- Instructions for the task
Only the lines from the top of the data through the line with "tokio runtime 起動" should be repeated, each exactly as written.

^^^^^^^^^^^^^^^^

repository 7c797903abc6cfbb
/**
 * Responsibility
 *  - リソースごとの「意味付きID型」を宣言する
 *
 * 置かないもの
 *  - decode ロジック / extractor 実装
 */
use super::core::PublicId;

// notes
pub enum NoteTag {}
pub type PublicNoteId = PublicId<NoteTag>;
/*
 * Responsibility
 * - tokio runtime 起動
 * - app::run() の呼び出し（ロジックは置かない）
 */
use anyhow::Result;

mod api;
mod app;
mod config;
mod error;
mod middleware;
mod repos;
mod services;
mod state;

#[cfg(test)]
mod test_support;

#[tokio::main]
async fn main() -> Result<()> {
    app::run().await
}
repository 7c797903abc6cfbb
pub mod health;
pub mod notes;
pub mod users;
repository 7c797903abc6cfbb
//! HTTP-level middleware (cross-cutting concerns).
//!
//! Responsibility:
//! - Request-Id generation + propagation (X-Request-Id)
//! - Access logging / request tracing (TraceLayer)
//! - Body size limits
//! - Request deadline: on expiry the in-flight future is dropped, which also drops
//!   the request's `RequestScope` and any half-finished auth evaluation
//! - Panics in handlers become 500 instead of tearing down the connection task

use std::time::Duration;

use axum::Router;
use axum::error_handling::HandleErrorLayer;
use axum::http::{StatusCode, header::HeaderName};
use tower::timeout::TimeoutLayer;
use tower::{BoxError, ServiceBuilder};
use tower_http::catch_panic::CatchPanicLayer;
use tower_http::limit::RequestBodyLimitLayer;
use tower_http::request_id::{MakeRequestUuid, PropagateRequestIdLayer, SetRequestIdLayer};
use tower_http::trace::TraceLayer;

use crate::config::Config;

const BODY_LIMIT_BYTES: usize = 1024 * 1024;

/// Apply HTTP-level middleware to the given Router.
///
/// - Request-Id header: `x-request-id`
/// - Body limit: 1 MiB
/// - Timeout: `Config::request_timeout_seconds`
pub fn apply(router: Router, config: &Config) -> Router {
    with_timeout(router, Duration::from_secs(config.request_timeout_seconds))
}

fn with_timeout(router: Router, timeout: Duration) -> Router {
    let request_id_header = HeaderName::from_static("x-request-id");

    let layers = ServiceBuilder::new()
        // Make the service error `Infallible` by converting errors into responses.
        .layer(HandleErrorLayer::new(|err: BoxError| async move {
            if err.is::<tower::timeout::error::Elapsed>() {
                StatusCode::REQUEST_TIMEOUT
            } else {
                StatusCode::INTERNAL_SERVER_ERROR
            }
        }))
        .layer(SetRequestIdLayer::new(
            request_id_header.clone(),
            MakeRequestUuid,
        ))
        .layer(PropagateRequestIdLayer::new(request_id_header))
        .layer(RequestBodyLimitLayer::new(BODY_LIMIT_BYTES))
        .layer(TimeoutLayer::new(timeout))
        .layer(TraceLayer::new_for_http())
        .layer(CatchPanicLayer::new());

    router.layer(layers)
}
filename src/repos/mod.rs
/*
 * Responsibility
 * - データアクセスの trait (UserRepository / NoteRepository) と PostgreSQL 実装
 * - 実装は起動時に 1 つだけ AppState に束ねる
 */
pub mod error;
pub mod note_repo;
pub mod user_repo;

#[cfg(test)]
pub mod memory;

pub use note_repo::{NoteRepository, PgNoteRepository};
pub use user_repo::{PgUserRepository, UserRepository};
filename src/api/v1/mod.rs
/*
 * Responsibility
 * - v1 の公開ポイント (routes() の re-export など)
 */
pub mod dto;
pub mod extractors;
pub mod handlers;
mod routes;

pub use routes::routes;
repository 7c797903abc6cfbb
/*
 * Responsibility
 * - note の公開 ID ↔ 内部 ID (BIGSERIAL) の変換 (encode/decode)
 * - Extractor や handler からはこの service を使う (方式変更の影響を局所化)
 */
use sqids::{Error as SqidsError, Sqids};
use thiserror::Error;

pub type Result<T> = std::result::Result<T, IdCodecError>;

#[derive(Debug, Error)]
pub enum IdCodecError {
    #[error("SQIDS_MIN_LENGTH must be between 0 and 255, got {value}")]
    InvalidMinLength { value: usize },
    #[error("sqids error: {0}")]
    Sqids(#[from] SqidsError),
    #[error("id must be non-negative, got {value}")]
    NegativeId { value: i64 },
    #[error("invalid public id format")]
    DecodeInvalidFormat,
    #[error("decoded id is out of range")]
    DecodeOutOfRange,
}

#[derive(Clone, Debug)]
pub struct IdCodec {
    sqids: Sqids,
}

impl IdCodec {
    pub fn new(min_length: usize, alphabet: &str) -> Result<Self> {
        let min_length: u8 = min_length
            .try_into()
            .map_err(|_| IdCodecError::InvalidMinLength { value: min_length })?;

        let sqids = Sqids::builder()
            .min_length(min_length)
            .alphabet(alphabet.chars().collect())
            .build()?;

        Ok(Self { sqids })
    }

    pub fn encode(&self, id: i64) -> Result<String> {
        let n = u64::try_from(id).map_err(|_| IdCodecError::NegativeId { value: id })?;
        Ok(self.sqids.encode(&[n])?)
    }

    pub fn decode(&self, public_id: &str) -> Result<i64> {
        let nums = self.sqids.decode(public_id);
        let [n] = nums.as_slice() else {
            return Err(IdCodecError::DecodeInvalidFormat);
        };
        // Non-canonical spellings decode too; only accept the one we would emit
        if self.sqids.encode(&[*n])? != public_id {
            return Err(IdCodecError::DecodeInvalidFormat);
        }
        i64::try_from(*n).map_err(|_| IdCodecError::DecodeOutOfRange)
    }
}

^^^^^^^^^^^^^^^^

- Exercise output
repository 7c797903abc6cfbb
/**
 * Responsibility
 *  - リソースごとの「意味付きID型」を宣言する
 *
 * 置かないもの
 *  - decode ロジック / extractor 実装
 */
use super::core::PublicId;

// notes
pub enum NoteTag {}
pub type PublicNoteId = PublicId<NoteTag>;
/*
 * Responsibility
 * - tokio runtime 起動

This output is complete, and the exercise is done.